Sibling rivalry is probably the thing doing my head in most right now. When my kids like each other, you’ve never met better friends, but it rarely lasts. Before you know it, they are back to bickering and squabbling and generally doing everything they can to make each others (and their parents) lives as miserable as possible. It’s so frustrating, particularly as one way or another, we’ve been trying to encourage sibling harmony for the past – OMG – 14+ years.
Is sibling rivalry yet another brick wall for parents to beat our heads against?
Why do kids do it?
There will always be a certain amount of rivalry attached to being siblings. Fact is, kids spend a lot of time together – more time than they spend with anyone else. Add to that the fact that siblings aren’t the same age, often don’t have the same interests and are effectively in competition with each other right from the start.
“It’s all part of their growth, and siblings are pretty unforgiving,”says psychologist Karen Young, founder of Hey Sigmund. “Kids have to learn how to negotiate and how not to annoy the world and to get on with people.”
So, basically our homes are a laboratory for our little ratbags to work out how to get along with other people. Unfortunately, it can take quite a long time for that to happen, so sibling rivalry battles can go on for years. This is mainly due to two factors that often exacerbate sibling rivalry the most: jealously and competitiveness.
Jealousy and competitiveness
Like it or not, our kids are competing for the affection and attention of their parents and, later, each other. No matter how hard we try to be fair in our dealings with them, they will forever be on the lookout for chinks in the fairness armour. This is a natural inclination – it makes sense that biologically children want to be ‘the favoured child’, getting the lion’s share of their parents’ attention. Kids who receive plenty of positive parental attention are better able to manage their feelings and behaviours, develop higher self-confidence and manage life’s challenges.
Here’s how to break the cycle: 7 steps to encourage sibling harmony and find some peace
Of course, most of us aren’t in the business of consciously favouring one of our kids over another. While we can all admit to better liking one kid or another from time to time (the sleeping child, for example), we do our absolute best to treat them equally. To evenly distribute our attention, resources, energy level and definitely our affection. Sadly, this might still not be enough.
Perception creates reality
“Even when parents work hard to treat their children equally, negative implications can still emerge if the children perceive the treatment to be unequal,” concluded researchers from The University of Michigan. So, despite our best attempts at treating all of our kids fairly, they might still believe we play favourites. Perception is nine-tenths of the law.
Adolescence is prime time for kids to be extra-sensitive about perceived injustice. They are also super-extra-sensitive towards the slightest sniff of preferential treatment by one parent to a brother or sister. That plus the fact that unresolved childhood niggles have a tendency to grow into adolescent meltdown. There wouldn’t be a parent on this earth that hasn’t frequently had the “you like him better” and “she’s your favourite” conversation with their kid. The need for kids to compete for privileges, things, status or even love exacerbates their sensitivity towards what their sibling is doing or not doing. Cue, massive blow ups.
The good news about sibling rivalry
The good news is, there is actually some real positives to kids bickering and arguing non-stop. “One of the best things that comes out of [sibling rivalry], is they learn skills that will boost their social-emotional intelligence,” says Young. This includes things like self-awareness, self-regulation, motivation, empathy and social skills.

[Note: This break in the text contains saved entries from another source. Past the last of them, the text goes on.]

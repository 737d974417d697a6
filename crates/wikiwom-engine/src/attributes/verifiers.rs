//! Element-independent value checks, in the shape of [`Verify`](super::Verify).

use std::sync::LazyLock;

use regex::Regex;

use crate::accessors::{HorizAlign, ValueWithUnit};
use crate::document::{WomDocument, WomId};
use crate::error::{Result, WomError};

static LANGUAGE_TAG: LazyLock<Regex> = LazyLock::new(|| {
    Regex::new(r"^[A-Za-z]{1,8}(?:-[A-Za-z0-9]{1,8})*$").expect("language tag pattern")
});

pub fn any(_: &WomDocument, _: WomId, value: &str) -> Result<Option<String>> {
    Ok(Some(value.to_string()))
}

pub fn id(_: &WomDocument, _: WomId, value: &str) -> Result<Option<String>> {
    let value = value.trim();
    if value.is_empty() || value.chars().any(char::is_whitespace) {
        return Err(WomError::validation(format!("`{value}` is not a valid id")));
    }
    Ok(Some(value.to_string()))
}

pub fn lang(_: &WomDocument, _: WomId, value: &str) -> Result<Option<String>> {
    let value = value.trim();
    if !LANGUAGE_TAG.is_match(value) {
        return Err(WomError::validation(format!("`{value}` is not a language tag")));
    }
    Ok(Some(value.to_string()))
}

/// Case-insensitive match against a fixed set; the stored value is the
/// lower-cased spelling.
pub fn one_of(value: &str, allowed: &[&str]) -> Result<Option<String>> {
    let lowered = value.trim().to_ascii_lowercase();
    if allowed.contains(&lowered.as_str()) {
        Ok(Some(lowered))
    } else {
        Err(WomError::validation(format!(
            "`{value}` is not one of {}",
            allowed.join(", ")
        )))
    }
}

pub fn dir(_: &WomDocument, _: WomId, value: &str) -> Result<Option<String>> {
    one_of(value, &["ltr", "rtl"])
}

fn alignment(value: &str, allow_justify: bool) -> Result<Option<String>> {
    match value.parse::<HorizAlign>() {
        Ok(HorizAlign::Justify) if !allow_justify => Err(WomError::validation(
            "`justify` is not allowed here".to_string(),
        )),
        Ok(align) => Ok(Some(align.as_str().to_string())),
        Err(_) => Err(WomError::validation(format!("`{value}` is not an alignment"))),
    }
}

/// `left`, `center` or `right`.
pub fn align_lcr(_: &WomDocument, _: WomId, value: &str) -> Result<Option<String>> {
    alignment(value, false)
}

/// `left`, `center`, `right` or `justify`.
pub fn align_lcrj(_: &WomDocument, _: WomId, value: &str) -> Result<Option<String>> {
    alignment(value, true)
}

/// `noshade` is a boolean attribute whose only value is its own name.
pub fn noshade(_: &WomDocument, _: WomId, value: &str) -> Result<Option<String>> {
    one_of(value, &["noshade"])
}

pub fn pixels(_: &WomDocument, _: WomId, value: &str) -> Result<Option<String>> {
    match value.parse::<ValueWithUnit>() {
        Ok(px @ ValueWithUnit::Pixels(_)) => Ok(Some(px.to_string())),
        _ => Err(WomError::validation(format!(
            "`{value}` is not a length in pixels"
        ))),
    }
}

/// Pixels or a percentage.
pub fn length(_: &WomDocument, _: WomId, value: &str) -> Result<Option<String>> {
    value
        .parse::<ValueWithUnit>()
        .map(|length| Some(length.to_string()))
        .map_err(|_| WomError::validation(format!("`{value}` is not a length")))
}

#[cfg(test)]
mod tests {
    use super::*;
    use pretty_assertions::assert_eq;
    use rstest::rstest;
    use wikiwom_config::WikiConfig;

    fn doc() -> WomDocument {
        WomDocument::new(WikiConfig::default(), "Test").unwrap()
    }

    #[rstest]
    #[case("LEFT", Some("left"))]
    #[case(" center ", Some("center"))]
    #[case("justify", None)]
    #[case("middle", None)]
    fn lcr(#[case] value: &str, #[case] expected: Option<&str>) {
        let doc = doc();
        let page = doc.page();
        assert_eq!(
            align_lcr(&doc, page, value).ok().flatten().as_deref(),
            expected
        );
    }

    #[test]
    fn justify_is_accepted_where_allowed() {
        let doc = doc();
        assert_eq!(
            align_lcrj(&doc, doc.page(), "Justify").unwrap().as_deref(),
            Some("justify")
        );
    }

    #[rstest]
    #[case("10", true)]
    #[case("10px", true)]
    #[case("50%", false)]
    #[case("-3", false)]
    #[case("wide", false)]
    fn pixel_values(#[case] value: &str, #[case] ok: bool) {
        let doc = doc();
        assert_eq!(pixels(&doc, doc.page(), value).is_ok(), ok);
    }

    #[test]
    fn lengths_accept_percentages() {
        let doc = doc();
        assert_eq!(
            length(&doc, doc.page(), "50%").unwrap().as_deref(),
            Some("50%")
        );
        assert_eq!(
            length(&doc, doc.page(), "12px").unwrap().as_deref(),
            Some("12")
        );
    }

    #[test]
    fn ids_and_languages() {
        let doc = doc();
        let page = doc.page();
        assert!(id(&doc, page, "intro").is_ok());
        assert!(id(&doc, page, "two words").is_err());
        assert!(id(&doc, page, "").is_err());
        assert!(lang(&doc, page, "en-GB").is_ok());
        assert!(lang(&doc, page, "english please").is_err());
        assert_eq!(dir(&doc, page, "RTL").unwrap().as_deref(), Some("rtl"));
        assert!(noshade(&doc, page, "yes").is_err());
    }
}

When I hear the “she gets away with everything” favoritism nonsense, I make it a point to ask my kids if they are exactly the same person. “No,” of course they respond. “Well, then, why would I treat you exactly the same, then?” It’s a good way to reinforce that you recognise your child as a unique individual, with custom needs and dreams. It’s actually a positive that we don’t parent our children exactly the same, and they are old enough now to realise that. The concept of ‘fairness’ can shift now, towards recognising equity, not just equality.
Sibling rivalry helps kids figure all of this stuff out. It’s “one of the ways that children learn the importance of sorting out problems independently, respecting people’s feelings and belongings,” says Leonardo Rocker, co-founder and director at Sydney’s Quirky Kid. “Learning how to fight fairly without hurting each other, within the home environment, may assist children in their ability to sort out issues in future relationships.”
So, while we’ll never embrace sibling rivalry, we can at least see it in a whole new light. Our kids are basically teaching each other how to get along in the world. And you can’t be too mad about that.
How big a deal is sibling rivalry at your place?